Figure 3. Artery, Vein, and Bronchial SMC-Specific Gene Expression Program

(A, B) Artery-, vein-, and bronchus-specific genes were identified by a multi-class SAM analysis. The names of select vein-specific genes (blue bar), bronchus-specific genes (light blue bar), and artery-specific genes (red bar) are shown and expanded in (B). Complete data can be found on the supplementary Web site and SMD. (C) Features of a gene cluster with expression in lung tissues. Pulmonary artery clusters are marked by the black horizontal bar and bronchus clusters are marked by the light blue horizontal bar. Selected genes are shown.

Figure 4. Colon-, Urinary Tract-, and Uterus-Specific Gene Expression programs

(A–D) Colon-, urinary tract-, cervix- and uterus-specific gene expression identified by a multi-class SAM analysis are shown in (A) and names of select genes are expanded in (B–E). Named genes are colon specific (B, brown bar), urinary tract specific (C, orange bar), urinary/colon specific (D, black bar) and uterus specific (E, pink bar). Complete data can be found on the supplementary Web site and SMD.

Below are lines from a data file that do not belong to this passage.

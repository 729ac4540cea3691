//! Remote Presentation API Surface
//!
//! Everything the engine knows about the provider lives here: typed
//! identifiers, the wire-facing data model, the error taxonomy, and the
//! [`PresentationBackend`] trait the orchestrator is generic over.
//!
//! The production implementation is [`ApiClient`] ([`rest`] for the REST
//! endpoints, [`stream`] for the variant generation WebSocket). Tests swap in
//! a call-tracing mock behind the same trait.

use std::fmt;
use std::time::Duration;

use async_trait::async_trait;
use serde::{Deserialize, Serialize};
use thiserror::Error;
use uuid::Uuid;

use crate::auth::AuthError;

pub mod rest;
pub mod stream;

pub use rest::ApiClient;
pub use stream::resolve_outcome;

/// Browser User-Agent presented on image downloads and the stream handshake
///
/// Several endpoints (and most image hosts) reject requests without a
/// browser-looking agent.
pub(crate) const BROWSER_USER_AGENT: &str = "Mozilla/5.0 (Macintosh; Intel Mac OS X 10_15_7) \
     AppleWebKit/537.36 (KHTML, like Gecko) Chrome/134.0.0.0 Safari/537.36";

// =============================================================================
// Identifiers
// =============================================================================

/// Identifier of a remote presentation, generated client-side
#[derive(Clone, Debug, PartialEq, Eq, Hash, Serialize, Deserialize)]
#[serde(transparent)]
pub struct PresentationId(pub Uuid);

impl PresentationId {
    /// Generate a fresh presentation id
    #[must_use]
    pub fn new() -> Self {
        Self(Uuid::new_v4())
    }
}

impl Default for PresentationId {
    fn default() -> Self {
        Self::new()
    }
}

impl fmt::Display for PresentationId {
    fn fmt(&self, f: &mut fmt::Formatter<'_>) -> fmt::Result {
        self.0.fmt(f)
    }
}

/// Identifier of a remote slide, generated client-side
#[derive(Clone, Debug, PartialEq, Eq, Hash, Serialize, Deserialize)]
#[serde(transparent)]
pub struct SlideId(pub Uuid);

impl SlideId {
    /// Generate a fresh slide id
    #[must_use]
    pub fn new() -> Self {
        Self(Uuid::new_v4())
    }
}

impl Default for SlideId {
    fn default() -> Self {
        Self::new()
    }
}

impl fmt::Display for SlideId {
    fn fmt(&self, f: &mut fmt::Formatter<'_>) -> fmt::Result {
        self.0.fmt(f)
    }
}

/// Identifier of a streamed variant, assigned by the server
///
/// Kept as an opaque string: the engine only ever echoes it back on the
/// selection call.
#[derive(Clone, Debug, PartialEq, Eq, Hash, Serialize, Deserialize)]
#[serde(transparent)]
pub struct VariantId(pub String);

impl fmt::Display for VariantId {
    fn fmt(&self, f: &mut fmt::Formatter<'_>) -> fmt::Result {
        self.0.fmt(f)
    }
}

// =============================================================================
// Data Model
// =============================================================================

/// A remote presentation as returned by the creation endpoint
#[derive(Clone, Debug, Deserialize)]
pub struct Presentation {
    /// Presentation identifier
    pub id: PresentationId,
    /// Slides present at creation time (the provider pre-creates the first)
    #[serde(default)]
    pub slides: Vec<SlideRecord>,
}

impl Presentation {
    /// Identifier of the pre-created first slide, when the provider made one
    #[must_use]
    pub fn first_slide_id(&self) -> Option<SlideId> {
        self.slides.first().map(|s| s.id.clone())
    }
}

/// Minimal view of a slide inside a [`Presentation`] response
#[derive(Clone, Debug, Deserialize)]
pub struct SlideRecord {
    /// Slide identifier
    pub id: SlideId,
}

/// One AI-generated candidate returned by the generation stream
#[derive(Clone, Debug, PartialEq, Eq)]
pub struct Variant {
    /// Server-assigned variant identifier
    pub id: VariantId,
    /// Full variant message as received
    pub payload: serde_json::Value,
}

/// Opaque provider-side handle for an uploaded image
///
/// Returned by the image upload endpoint and passed through to the generation
/// request untouched.
#[derive(Clone, Debug, PartialEq, Eq, Serialize, Deserialize)]
#[serde(transparent)]
pub struct ImageRef(pub serde_json::Value);

/// A downloaded image ready for upload
#[derive(Clone, Debug, PartialEq, Eq)]
pub struct ImagePayload {
    /// Filename presented in the multipart form
    pub filename: String,
    /// MIME type of the image
    pub content_type: String,
    /// Raw image bytes
    pub bytes: Vec<u8>,
}

/// One slide generation request sent over the stream
#[derive(Clone, Debug)]
pub struct GenerationRequest {
    /// Presentation the slide belongs to
    pub presentation_id: PresentationId,
    /// Slide to generate content for
    pub slide_id: SlideId,
    /// Slide-specific context (section name and body)
    pub context: String,
    /// Provider-hosted images to place on the slide
    pub images: Vec<ImageRef>,
}

impl GenerationRequest {
    /// Create a request with no images
    pub fn new(
        presentation_id: PresentationId,
        slide_id: SlideId,
        context: impl Into<String>,
    ) -> Self {
        Self {
            presentation_id,
            slide_id,
            context: context.into(),
            images: Vec::new(),
        }
    }

    /// Attach uploaded image references
    #[must_use]
    pub fn with_images(mut self, images: Vec<ImageRef>) -> Self {
        self.images = images;
        self
    }
}

// =============================================================================
// Errors
// =============================================================================

/// Errors from the provider's REST surface
#[derive(Debug, Error)]
pub enum ApiError {
    /// The provider answered with a non-success status
    #[error("provider returned {status} for {operation}: {body}")]
    Status {
        /// Which endpoint was called
        operation: &'static str,
        /// HTTP status code
        status: u16,
        /// Response body, when readable
        body: String,
    },

    /// The request never completed
    #[error("provider request failed: {0}")]
    Transport(#[from] reqwest::Error),

    /// The response arrived but made no sense
    #[error("malformed provider response for {operation}: {detail}")]
    MalformedResponse {
        /// Which endpoint was called
        operation: &'static str,
        /// What was wrong with the body
        detail: String,
    },

    /// No bearer token could be obtained
    #[error(transparent)]
    Auth(#[from] AuthError),
}

/// Failure of one slide generation attempt
///
/// These are the recoverable failures the orchestrator's retry loop feeds on;
/// only [`GenerationError::Auth`] is fatal.
#[derive(Debug, Error)]
pub enum GenerationError {
    /// The server rejected an uploaded image's MIME type mid-generation
    #[error("generation stream rejected an image: {0}")]
    UnsupportedImage(String),

    /// The stream closed before a variant was delivered
    #[error("generation stream closed after {received} message(s), expected at least 2")]
    Underrun {
        /// Messages received before closure
        received: usize,
    },

    /// The variant slot held something that is not a variant
    #[error("generation stream produced a malformed variant: {0}")]
    MalformedVariant(String),

    /// The connection could not be established or broke before any outcome
    #[error("generation stream transport error: {0}")]
    Transport(String),

    /// The server did not finish streaming within the configured budget
    #[error("generation stream produced no outcome within {0:?}")]
    TimedOut(Duration),

    /// No bearer token could be obtained
    #[error(transparent)]
    Auth(#[from] AuthError),
}

impl GenerationError {
    /// Whether this failure is the provider rejecting an image format
    ///
    /// Drives the distinct recovery policy: images are dropped for the final
    /// retry instead of simply retrying with the same inputs.
    #[must_use]
    pub fn is_image_rejection(&self) -> bool {
        matches!(self, Self::UnsupportedImage(_))
    }
}

// =============================================================================
// Backend Trait
// =============================================================================

/// The remote presentation provider, as the orchestrator sees it
///
/// [`ApiClient`] is the production implementation; tests substitute
/// call-tracing mocks. Every method re-validates the bearer credential
/// through the shared [`crate::auth::CredentialStore`] before talking to the
/// provider.
#[async_trait]
pub trait PresentationBackend: Send + Sync {
    /// Create a presentation titled `title`
    ///
    /// The provider pre-creates the first slide alongside the presentation.
    ///
    /// # Errors
    ///
    /// Any failure here is fatal for the run.
    async fn create_presentation(&self, title: &str) -> Result<Presentation, ApiError>;

    /// Create an empty slide at `order` within the presentation
    ///
    /// # Errors
    ///
    /// Any failure here is fatal for the run.
    async fn create_slide(
        &self,
        presentation_id: &PresentationId,
        order: i32,
    ) -> Result<SlideId, ApiError>;

    /// Delete slides remotely
    ///
    /// # Errors
    ///
    /// Callers treat failures as non-fatal (the slide may already be gone)
    /// but must log them: a surviving slide means the remote order drifts.
    async fn delete_slides(&self, slide_ids: &[SlideId]) -> Result<(), ApiError>;

    /// Confirm `variant_id` as the chosen content for `slide_id`
    ///
    /// # Errors
    ///
    /// Returns an error when the provider rejects the selection.
    async fn pick_variant(&self, slide_id: &SlideId, variant_id: &VariantId)
        -> Result<(), ApiError>;

    /// Upload downloaded images for use in slide generation
    ///
    /// Returns provider-side references in upload order.
    ///
    /// # Errors
    ///
    /// Returns an error when the batch upload fails as a whole.
    async fn upload_images(
        &self,
        presentation_id: &PresentationId,
        images: Vec<ImagePayload>,
    ) -> Result<Vec<ImageRef>, ApiError>;

    /// Run one generation stream session and return the default variant
    ///
    /// Opens a fresh stream, sends the request, drains messages until the
    /// server closes, and resolves the outcome.
    ///
    /// # Errors
    ///
    /// Returns the classified failure of this attempt; see
    /// [`GenerationError`].
    async fn generate_slide(&self, request: &GenerationRequest)
        -> Result<Variant, GenerationError>;

    /// Create (or refresh) the shareable viewer link for a presentation
    ///
    /// # Errors
    ///
    /// Returns an error when the share endpoint fails.
    async fn share_link(&self, presentation_id: &PresentationId) -> Result<String, ApiError>;
}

Figure 5. Analysis of Vascular SMC Serum Response and Its Prognostic Significance in Human Cancers

(A, B) Expression of the 653 genes in the SMC serum-response signature in coronary SMCs before (green) and after (red) serum exposure at indicated time points (A). The SMC serum-response scores of the Stanford breast tumor collection (B) were calculated based on the average expression values of the serum-response signature genes. The tumors were separated based on whether SMC serum-response scores were positive (red, right) or negative (green, left). (C, D) With the threshold value of the SMC serum-response signature set at zero for classification of patients into high (red) and low (green) SMC serum-response groups, the Kaplan-Meier analysis shows significant differences in survival and time to recurrence between the two groups of samples in the Stanford (C) and NKI (D) breast cancer datasets. (E) Correlation of the quantitative and continuous SMC serum-response score (x-axis) of each tumor sample (black circle) in the NKI breast cancer dataset versus the (log) relative risk (y-axis) of mortality. (F) Scatter plots showing the relationship between the wound-response [66], hypoxia-response [36], proliferation [67], and SMC serum-response signatures. Each point in the scatter plots represents a single one of the 295 tumors analyzed in the NKI dataset. The overall correlation between each pair of expression signatures across this set of 295 samples is indicated in each panel.